__Task item__
Beneath this task is a listing. State how many of its lines include the string "join", giving nothing but the number.

__Raw data__
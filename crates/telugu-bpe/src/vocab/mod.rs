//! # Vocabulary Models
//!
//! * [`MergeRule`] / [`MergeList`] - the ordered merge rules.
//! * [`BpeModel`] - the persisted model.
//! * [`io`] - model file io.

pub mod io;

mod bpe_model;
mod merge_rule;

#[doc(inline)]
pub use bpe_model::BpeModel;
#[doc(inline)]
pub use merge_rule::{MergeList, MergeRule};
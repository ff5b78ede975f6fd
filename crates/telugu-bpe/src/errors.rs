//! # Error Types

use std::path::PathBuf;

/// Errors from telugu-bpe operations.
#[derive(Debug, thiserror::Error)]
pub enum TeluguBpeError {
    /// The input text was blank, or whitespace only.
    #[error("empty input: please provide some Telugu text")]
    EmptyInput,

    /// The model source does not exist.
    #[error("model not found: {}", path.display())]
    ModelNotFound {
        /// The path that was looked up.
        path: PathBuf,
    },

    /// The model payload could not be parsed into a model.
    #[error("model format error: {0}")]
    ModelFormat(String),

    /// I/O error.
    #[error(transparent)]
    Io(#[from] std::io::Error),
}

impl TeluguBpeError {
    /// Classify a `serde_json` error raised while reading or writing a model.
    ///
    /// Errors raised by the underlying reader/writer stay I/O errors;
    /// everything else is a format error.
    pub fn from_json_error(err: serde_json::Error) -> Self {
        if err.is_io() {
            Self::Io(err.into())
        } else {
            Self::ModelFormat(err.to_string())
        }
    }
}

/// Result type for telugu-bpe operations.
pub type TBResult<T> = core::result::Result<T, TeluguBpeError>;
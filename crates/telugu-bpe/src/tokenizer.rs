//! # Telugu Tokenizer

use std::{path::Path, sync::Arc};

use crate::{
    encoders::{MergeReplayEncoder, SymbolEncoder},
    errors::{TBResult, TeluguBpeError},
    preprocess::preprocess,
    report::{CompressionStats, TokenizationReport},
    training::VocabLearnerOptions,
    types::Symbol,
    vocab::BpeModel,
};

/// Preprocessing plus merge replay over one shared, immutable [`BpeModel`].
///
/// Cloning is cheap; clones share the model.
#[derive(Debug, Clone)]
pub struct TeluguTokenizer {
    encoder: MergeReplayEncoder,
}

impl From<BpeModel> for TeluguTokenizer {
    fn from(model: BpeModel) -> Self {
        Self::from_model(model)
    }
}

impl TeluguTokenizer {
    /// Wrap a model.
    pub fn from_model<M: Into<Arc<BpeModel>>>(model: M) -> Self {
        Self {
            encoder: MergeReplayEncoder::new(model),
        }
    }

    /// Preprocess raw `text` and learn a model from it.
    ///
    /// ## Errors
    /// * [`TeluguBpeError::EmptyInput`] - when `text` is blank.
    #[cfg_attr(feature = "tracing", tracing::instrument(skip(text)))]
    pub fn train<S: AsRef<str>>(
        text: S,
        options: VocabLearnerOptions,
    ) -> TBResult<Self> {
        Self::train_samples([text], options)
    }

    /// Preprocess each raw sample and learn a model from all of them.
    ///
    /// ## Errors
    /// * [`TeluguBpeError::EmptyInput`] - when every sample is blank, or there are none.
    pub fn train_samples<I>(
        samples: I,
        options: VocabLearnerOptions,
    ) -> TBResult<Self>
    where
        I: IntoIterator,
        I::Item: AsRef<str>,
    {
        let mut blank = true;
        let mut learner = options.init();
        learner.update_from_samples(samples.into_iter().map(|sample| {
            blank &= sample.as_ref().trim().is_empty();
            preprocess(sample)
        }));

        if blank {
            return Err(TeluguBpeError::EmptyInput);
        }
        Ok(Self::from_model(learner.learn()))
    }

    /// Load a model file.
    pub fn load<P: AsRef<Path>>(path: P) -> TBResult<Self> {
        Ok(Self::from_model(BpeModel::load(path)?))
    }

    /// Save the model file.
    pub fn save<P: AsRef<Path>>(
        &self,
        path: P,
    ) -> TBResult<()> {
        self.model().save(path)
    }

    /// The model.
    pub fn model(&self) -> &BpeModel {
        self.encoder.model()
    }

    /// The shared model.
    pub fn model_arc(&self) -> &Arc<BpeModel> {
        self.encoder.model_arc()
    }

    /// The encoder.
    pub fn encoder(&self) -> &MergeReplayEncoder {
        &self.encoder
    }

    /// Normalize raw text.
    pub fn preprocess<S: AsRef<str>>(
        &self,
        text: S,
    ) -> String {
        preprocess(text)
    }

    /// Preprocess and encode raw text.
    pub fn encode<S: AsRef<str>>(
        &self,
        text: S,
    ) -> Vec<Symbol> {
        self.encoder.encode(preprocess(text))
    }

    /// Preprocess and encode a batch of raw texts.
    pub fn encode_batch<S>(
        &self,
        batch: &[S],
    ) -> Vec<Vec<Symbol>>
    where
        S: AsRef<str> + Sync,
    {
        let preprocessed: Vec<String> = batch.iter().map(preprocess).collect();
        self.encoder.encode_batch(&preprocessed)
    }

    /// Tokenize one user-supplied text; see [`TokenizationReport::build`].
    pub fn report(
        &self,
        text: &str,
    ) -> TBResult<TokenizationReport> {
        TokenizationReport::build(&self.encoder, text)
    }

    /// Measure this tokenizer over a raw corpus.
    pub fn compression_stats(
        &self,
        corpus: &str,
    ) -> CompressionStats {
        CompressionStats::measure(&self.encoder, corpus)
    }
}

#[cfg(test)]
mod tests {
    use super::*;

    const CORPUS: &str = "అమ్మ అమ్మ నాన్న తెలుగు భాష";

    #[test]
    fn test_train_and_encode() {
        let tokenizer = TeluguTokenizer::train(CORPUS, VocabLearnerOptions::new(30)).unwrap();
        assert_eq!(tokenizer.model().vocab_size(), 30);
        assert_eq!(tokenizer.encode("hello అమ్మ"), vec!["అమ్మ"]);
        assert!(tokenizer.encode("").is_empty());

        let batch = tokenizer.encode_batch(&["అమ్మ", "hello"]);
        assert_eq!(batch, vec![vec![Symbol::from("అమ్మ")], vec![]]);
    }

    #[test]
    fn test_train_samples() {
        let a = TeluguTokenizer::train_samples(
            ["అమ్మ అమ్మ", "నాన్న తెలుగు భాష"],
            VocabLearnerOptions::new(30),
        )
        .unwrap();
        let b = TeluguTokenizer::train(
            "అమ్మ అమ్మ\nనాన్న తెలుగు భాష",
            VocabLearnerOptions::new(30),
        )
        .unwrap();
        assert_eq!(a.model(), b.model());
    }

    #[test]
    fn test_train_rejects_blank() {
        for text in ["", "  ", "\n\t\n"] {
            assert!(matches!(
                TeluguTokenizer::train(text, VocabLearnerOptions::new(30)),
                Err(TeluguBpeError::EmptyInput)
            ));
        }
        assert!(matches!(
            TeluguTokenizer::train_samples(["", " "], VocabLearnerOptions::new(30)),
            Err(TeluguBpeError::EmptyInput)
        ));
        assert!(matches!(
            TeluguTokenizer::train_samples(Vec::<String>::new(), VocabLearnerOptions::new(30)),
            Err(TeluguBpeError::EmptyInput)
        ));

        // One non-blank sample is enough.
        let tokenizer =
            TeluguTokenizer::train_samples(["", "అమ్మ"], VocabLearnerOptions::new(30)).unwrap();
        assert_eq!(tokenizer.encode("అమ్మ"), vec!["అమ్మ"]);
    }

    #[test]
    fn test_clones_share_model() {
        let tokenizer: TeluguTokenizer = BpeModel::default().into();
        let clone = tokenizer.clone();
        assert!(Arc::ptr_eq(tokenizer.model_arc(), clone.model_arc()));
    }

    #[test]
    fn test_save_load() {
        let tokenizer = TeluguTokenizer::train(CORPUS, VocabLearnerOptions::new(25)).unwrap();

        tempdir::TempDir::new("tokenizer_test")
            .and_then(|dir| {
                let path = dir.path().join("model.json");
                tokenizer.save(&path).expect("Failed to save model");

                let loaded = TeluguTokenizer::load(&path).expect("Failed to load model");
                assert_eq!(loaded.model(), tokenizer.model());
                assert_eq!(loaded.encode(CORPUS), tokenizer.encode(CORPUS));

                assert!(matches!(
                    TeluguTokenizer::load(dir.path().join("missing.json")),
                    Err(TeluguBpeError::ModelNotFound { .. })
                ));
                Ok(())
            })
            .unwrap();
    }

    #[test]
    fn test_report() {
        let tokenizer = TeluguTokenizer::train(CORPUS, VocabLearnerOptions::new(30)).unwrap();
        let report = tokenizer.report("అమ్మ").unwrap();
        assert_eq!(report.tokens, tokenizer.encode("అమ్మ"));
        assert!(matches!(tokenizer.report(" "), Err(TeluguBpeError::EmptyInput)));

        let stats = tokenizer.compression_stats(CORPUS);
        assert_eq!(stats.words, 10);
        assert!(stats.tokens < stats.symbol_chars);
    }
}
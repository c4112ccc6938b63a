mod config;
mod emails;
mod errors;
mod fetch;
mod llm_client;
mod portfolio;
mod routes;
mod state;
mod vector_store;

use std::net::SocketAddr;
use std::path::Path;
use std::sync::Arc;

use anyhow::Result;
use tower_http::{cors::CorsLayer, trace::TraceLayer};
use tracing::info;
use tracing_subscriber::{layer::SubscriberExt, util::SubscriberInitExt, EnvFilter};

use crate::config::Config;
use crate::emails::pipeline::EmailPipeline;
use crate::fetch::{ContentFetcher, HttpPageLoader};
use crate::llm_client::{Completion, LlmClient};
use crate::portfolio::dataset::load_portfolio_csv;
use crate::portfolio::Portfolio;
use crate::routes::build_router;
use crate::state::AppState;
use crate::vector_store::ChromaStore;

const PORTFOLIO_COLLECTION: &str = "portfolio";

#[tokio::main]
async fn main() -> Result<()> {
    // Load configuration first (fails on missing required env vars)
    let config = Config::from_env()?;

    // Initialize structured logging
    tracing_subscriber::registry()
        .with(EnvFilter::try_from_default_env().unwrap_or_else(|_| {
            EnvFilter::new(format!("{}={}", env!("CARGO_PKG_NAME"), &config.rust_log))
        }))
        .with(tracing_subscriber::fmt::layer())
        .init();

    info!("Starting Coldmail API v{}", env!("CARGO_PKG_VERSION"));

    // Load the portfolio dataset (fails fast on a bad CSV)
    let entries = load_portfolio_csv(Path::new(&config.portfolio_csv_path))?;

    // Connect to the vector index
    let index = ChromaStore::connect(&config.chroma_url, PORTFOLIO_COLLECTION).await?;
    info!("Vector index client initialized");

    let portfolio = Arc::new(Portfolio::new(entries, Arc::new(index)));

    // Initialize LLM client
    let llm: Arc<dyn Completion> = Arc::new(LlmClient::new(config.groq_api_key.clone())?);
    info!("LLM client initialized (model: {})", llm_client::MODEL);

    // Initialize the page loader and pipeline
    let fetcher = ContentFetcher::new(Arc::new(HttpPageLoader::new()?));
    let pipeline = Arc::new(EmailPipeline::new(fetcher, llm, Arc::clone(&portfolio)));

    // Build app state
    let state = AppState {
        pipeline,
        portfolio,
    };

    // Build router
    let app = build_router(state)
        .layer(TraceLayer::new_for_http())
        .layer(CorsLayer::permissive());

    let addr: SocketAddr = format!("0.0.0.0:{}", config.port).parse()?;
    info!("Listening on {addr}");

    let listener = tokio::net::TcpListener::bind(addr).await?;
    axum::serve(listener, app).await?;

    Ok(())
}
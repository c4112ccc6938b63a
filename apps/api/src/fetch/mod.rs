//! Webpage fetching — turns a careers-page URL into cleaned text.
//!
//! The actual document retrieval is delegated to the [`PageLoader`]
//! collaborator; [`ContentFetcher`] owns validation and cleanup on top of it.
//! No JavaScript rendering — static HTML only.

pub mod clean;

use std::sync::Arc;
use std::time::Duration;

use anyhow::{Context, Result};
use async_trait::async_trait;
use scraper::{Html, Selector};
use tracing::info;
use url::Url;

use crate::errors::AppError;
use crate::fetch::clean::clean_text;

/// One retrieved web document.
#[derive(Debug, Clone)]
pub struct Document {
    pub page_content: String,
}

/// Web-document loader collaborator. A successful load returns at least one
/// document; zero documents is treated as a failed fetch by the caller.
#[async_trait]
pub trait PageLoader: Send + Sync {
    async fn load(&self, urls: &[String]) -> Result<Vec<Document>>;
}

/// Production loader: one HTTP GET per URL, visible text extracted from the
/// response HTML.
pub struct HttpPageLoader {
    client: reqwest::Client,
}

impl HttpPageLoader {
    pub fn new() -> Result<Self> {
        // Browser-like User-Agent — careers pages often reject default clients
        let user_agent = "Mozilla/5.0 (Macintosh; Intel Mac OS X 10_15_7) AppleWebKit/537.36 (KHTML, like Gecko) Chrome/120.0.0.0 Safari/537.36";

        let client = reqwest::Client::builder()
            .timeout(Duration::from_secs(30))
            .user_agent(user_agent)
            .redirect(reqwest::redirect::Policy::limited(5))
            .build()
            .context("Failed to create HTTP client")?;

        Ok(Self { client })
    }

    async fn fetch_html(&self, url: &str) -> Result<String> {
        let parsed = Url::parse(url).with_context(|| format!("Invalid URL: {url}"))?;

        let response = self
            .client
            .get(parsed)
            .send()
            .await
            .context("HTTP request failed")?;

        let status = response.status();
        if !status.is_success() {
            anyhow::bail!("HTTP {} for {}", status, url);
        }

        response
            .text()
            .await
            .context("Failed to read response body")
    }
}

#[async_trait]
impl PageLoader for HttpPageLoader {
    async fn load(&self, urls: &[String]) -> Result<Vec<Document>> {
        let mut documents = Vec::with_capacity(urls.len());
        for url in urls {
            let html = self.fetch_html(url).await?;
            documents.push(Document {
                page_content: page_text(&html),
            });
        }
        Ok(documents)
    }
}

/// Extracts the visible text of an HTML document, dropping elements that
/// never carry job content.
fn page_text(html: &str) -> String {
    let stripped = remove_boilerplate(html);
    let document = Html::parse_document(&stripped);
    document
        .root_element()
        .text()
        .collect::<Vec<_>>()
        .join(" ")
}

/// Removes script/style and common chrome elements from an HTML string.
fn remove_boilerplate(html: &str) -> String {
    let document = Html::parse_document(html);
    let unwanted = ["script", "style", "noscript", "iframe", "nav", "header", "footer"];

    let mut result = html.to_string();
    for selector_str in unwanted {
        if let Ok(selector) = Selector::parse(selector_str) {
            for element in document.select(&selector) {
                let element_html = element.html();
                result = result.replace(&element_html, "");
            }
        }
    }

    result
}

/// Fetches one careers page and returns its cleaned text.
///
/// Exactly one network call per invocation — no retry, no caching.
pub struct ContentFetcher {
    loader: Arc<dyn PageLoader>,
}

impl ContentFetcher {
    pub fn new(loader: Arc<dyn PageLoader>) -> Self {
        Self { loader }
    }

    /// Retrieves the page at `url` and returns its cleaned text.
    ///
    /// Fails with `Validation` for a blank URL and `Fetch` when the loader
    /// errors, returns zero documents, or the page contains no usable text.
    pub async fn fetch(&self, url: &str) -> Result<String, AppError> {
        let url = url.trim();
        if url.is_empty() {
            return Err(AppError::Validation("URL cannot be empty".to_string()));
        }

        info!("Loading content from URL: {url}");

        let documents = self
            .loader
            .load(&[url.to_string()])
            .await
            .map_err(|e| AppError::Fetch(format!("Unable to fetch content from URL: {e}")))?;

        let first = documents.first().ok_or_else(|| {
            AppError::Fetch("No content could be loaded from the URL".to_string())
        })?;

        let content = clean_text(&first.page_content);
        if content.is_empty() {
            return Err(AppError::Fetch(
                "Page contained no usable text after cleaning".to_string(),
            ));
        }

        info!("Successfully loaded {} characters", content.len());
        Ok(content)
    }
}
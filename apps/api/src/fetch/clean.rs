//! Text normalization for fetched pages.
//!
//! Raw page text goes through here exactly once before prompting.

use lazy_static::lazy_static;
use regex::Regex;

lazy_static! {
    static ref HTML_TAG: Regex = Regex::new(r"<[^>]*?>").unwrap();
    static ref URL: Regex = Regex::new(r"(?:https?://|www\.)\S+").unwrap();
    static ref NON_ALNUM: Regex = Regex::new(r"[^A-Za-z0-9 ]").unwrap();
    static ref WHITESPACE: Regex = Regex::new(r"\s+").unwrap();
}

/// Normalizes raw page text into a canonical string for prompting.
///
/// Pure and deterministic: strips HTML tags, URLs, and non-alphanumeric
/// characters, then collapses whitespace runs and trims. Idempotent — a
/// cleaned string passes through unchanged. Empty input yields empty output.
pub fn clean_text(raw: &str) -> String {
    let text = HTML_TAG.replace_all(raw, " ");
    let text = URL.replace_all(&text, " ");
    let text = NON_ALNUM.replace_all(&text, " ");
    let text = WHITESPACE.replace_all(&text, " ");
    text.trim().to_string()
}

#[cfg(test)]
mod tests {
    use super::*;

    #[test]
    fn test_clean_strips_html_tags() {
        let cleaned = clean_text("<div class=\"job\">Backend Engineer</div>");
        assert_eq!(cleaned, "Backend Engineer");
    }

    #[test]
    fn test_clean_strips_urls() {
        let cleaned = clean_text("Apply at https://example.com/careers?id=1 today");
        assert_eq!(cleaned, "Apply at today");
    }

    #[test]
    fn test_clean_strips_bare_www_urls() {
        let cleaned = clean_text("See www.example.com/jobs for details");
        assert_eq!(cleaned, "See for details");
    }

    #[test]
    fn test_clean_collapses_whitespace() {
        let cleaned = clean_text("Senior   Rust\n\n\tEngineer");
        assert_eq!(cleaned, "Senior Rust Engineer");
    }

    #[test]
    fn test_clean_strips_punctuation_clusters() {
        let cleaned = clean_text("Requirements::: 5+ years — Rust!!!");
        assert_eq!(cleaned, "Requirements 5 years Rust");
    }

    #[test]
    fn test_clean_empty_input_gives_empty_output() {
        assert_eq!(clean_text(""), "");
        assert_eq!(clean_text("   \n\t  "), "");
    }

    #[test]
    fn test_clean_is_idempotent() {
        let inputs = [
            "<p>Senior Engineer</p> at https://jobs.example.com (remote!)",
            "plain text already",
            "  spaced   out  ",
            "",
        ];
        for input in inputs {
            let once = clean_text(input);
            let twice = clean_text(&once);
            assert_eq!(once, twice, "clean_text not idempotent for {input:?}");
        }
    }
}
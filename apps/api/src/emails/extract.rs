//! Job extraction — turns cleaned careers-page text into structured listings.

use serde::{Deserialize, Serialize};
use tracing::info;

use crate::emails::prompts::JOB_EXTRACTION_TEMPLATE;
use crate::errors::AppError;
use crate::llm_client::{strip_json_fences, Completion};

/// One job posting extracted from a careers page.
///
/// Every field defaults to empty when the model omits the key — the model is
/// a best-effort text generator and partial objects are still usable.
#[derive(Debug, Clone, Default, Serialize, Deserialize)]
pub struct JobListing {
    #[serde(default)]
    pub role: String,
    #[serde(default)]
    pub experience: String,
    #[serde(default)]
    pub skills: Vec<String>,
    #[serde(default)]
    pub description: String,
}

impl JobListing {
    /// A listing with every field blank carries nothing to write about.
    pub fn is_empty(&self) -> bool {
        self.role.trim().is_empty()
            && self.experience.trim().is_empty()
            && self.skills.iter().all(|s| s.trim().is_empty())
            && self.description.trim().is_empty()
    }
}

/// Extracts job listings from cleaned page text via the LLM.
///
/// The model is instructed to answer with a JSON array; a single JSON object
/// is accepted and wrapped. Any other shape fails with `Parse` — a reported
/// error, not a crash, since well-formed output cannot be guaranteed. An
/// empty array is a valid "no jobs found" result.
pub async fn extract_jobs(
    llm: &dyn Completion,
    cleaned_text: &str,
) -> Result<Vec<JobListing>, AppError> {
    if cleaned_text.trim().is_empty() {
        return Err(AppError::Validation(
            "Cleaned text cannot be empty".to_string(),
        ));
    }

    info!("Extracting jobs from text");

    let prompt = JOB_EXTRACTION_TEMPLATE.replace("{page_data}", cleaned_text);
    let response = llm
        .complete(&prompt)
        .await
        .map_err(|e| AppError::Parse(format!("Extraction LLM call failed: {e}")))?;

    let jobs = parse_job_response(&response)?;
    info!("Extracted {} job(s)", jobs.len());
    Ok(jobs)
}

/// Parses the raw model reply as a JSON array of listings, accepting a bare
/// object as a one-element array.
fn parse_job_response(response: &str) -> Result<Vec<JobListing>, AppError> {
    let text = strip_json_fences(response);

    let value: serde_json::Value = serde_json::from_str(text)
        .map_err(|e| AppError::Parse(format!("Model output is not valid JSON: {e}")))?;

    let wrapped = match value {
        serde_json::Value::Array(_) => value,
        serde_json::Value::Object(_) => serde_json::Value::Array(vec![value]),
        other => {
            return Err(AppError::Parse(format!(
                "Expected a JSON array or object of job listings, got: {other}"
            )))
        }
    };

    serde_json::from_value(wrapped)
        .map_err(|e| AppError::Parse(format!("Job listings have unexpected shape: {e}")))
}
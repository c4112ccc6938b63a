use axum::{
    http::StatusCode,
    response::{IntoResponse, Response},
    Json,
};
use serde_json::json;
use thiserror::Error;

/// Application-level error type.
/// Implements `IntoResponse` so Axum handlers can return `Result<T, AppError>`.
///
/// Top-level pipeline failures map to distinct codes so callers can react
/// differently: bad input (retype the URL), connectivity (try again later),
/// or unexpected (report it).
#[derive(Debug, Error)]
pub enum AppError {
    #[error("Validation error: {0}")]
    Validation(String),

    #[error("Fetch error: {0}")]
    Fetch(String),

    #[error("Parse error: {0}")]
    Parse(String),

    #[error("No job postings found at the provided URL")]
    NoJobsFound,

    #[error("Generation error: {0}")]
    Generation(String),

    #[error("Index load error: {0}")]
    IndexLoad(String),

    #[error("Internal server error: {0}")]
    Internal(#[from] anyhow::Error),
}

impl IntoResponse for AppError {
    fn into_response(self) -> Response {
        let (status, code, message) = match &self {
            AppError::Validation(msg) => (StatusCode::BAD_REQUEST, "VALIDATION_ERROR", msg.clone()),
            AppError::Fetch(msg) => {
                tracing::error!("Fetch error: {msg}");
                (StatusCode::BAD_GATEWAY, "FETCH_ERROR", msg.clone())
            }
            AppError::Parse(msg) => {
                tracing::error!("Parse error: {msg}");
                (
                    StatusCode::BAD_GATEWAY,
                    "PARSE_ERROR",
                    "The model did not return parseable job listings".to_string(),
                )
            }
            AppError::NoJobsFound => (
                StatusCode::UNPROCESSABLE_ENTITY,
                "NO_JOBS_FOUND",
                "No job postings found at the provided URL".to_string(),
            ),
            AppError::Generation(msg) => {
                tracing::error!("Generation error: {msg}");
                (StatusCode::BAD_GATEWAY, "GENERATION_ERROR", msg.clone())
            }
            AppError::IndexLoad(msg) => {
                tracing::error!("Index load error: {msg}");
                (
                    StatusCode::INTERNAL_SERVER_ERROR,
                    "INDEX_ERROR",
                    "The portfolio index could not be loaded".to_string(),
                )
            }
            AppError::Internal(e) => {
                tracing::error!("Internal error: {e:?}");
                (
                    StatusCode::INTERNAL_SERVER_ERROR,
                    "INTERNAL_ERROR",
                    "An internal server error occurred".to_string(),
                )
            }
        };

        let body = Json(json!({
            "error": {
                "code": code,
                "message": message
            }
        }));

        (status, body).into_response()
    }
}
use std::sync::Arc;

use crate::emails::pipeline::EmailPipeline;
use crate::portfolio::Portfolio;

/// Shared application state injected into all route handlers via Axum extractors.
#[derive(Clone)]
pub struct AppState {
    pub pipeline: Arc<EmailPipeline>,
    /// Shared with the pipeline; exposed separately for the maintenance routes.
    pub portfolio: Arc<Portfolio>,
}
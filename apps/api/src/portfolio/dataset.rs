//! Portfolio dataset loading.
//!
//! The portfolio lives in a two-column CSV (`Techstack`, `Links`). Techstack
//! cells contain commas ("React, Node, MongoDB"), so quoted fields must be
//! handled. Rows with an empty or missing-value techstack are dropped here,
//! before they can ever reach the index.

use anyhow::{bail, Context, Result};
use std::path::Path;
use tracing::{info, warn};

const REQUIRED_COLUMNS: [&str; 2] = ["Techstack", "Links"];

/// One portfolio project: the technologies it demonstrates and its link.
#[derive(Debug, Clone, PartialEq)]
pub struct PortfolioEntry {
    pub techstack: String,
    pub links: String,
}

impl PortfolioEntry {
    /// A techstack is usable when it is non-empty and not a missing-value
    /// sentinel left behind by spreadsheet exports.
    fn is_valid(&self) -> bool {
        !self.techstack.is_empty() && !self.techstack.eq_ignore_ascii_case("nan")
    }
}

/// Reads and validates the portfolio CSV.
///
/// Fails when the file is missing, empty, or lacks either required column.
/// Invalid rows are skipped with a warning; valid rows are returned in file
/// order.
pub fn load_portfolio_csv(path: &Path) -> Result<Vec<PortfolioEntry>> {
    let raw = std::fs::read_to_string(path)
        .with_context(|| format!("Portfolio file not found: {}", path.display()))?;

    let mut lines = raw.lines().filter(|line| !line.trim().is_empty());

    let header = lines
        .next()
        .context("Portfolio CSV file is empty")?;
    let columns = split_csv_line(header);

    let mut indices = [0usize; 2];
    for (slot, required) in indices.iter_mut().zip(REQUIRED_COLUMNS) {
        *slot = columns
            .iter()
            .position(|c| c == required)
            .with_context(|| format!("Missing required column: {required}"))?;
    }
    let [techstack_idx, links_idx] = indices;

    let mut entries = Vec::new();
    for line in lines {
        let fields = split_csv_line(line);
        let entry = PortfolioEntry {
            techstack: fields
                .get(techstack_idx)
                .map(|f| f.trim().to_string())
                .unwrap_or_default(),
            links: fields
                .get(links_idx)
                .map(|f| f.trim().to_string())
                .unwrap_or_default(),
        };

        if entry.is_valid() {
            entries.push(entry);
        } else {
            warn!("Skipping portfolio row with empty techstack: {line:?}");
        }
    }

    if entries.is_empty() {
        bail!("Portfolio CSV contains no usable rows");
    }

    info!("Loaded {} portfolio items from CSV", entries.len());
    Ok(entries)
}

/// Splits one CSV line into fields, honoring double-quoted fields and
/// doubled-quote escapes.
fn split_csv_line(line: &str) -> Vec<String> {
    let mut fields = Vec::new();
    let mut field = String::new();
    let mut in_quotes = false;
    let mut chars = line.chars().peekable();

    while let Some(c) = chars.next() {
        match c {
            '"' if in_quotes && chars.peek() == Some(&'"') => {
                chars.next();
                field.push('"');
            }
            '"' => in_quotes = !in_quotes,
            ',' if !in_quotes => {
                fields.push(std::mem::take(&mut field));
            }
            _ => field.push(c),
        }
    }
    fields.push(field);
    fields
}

__Solution__
3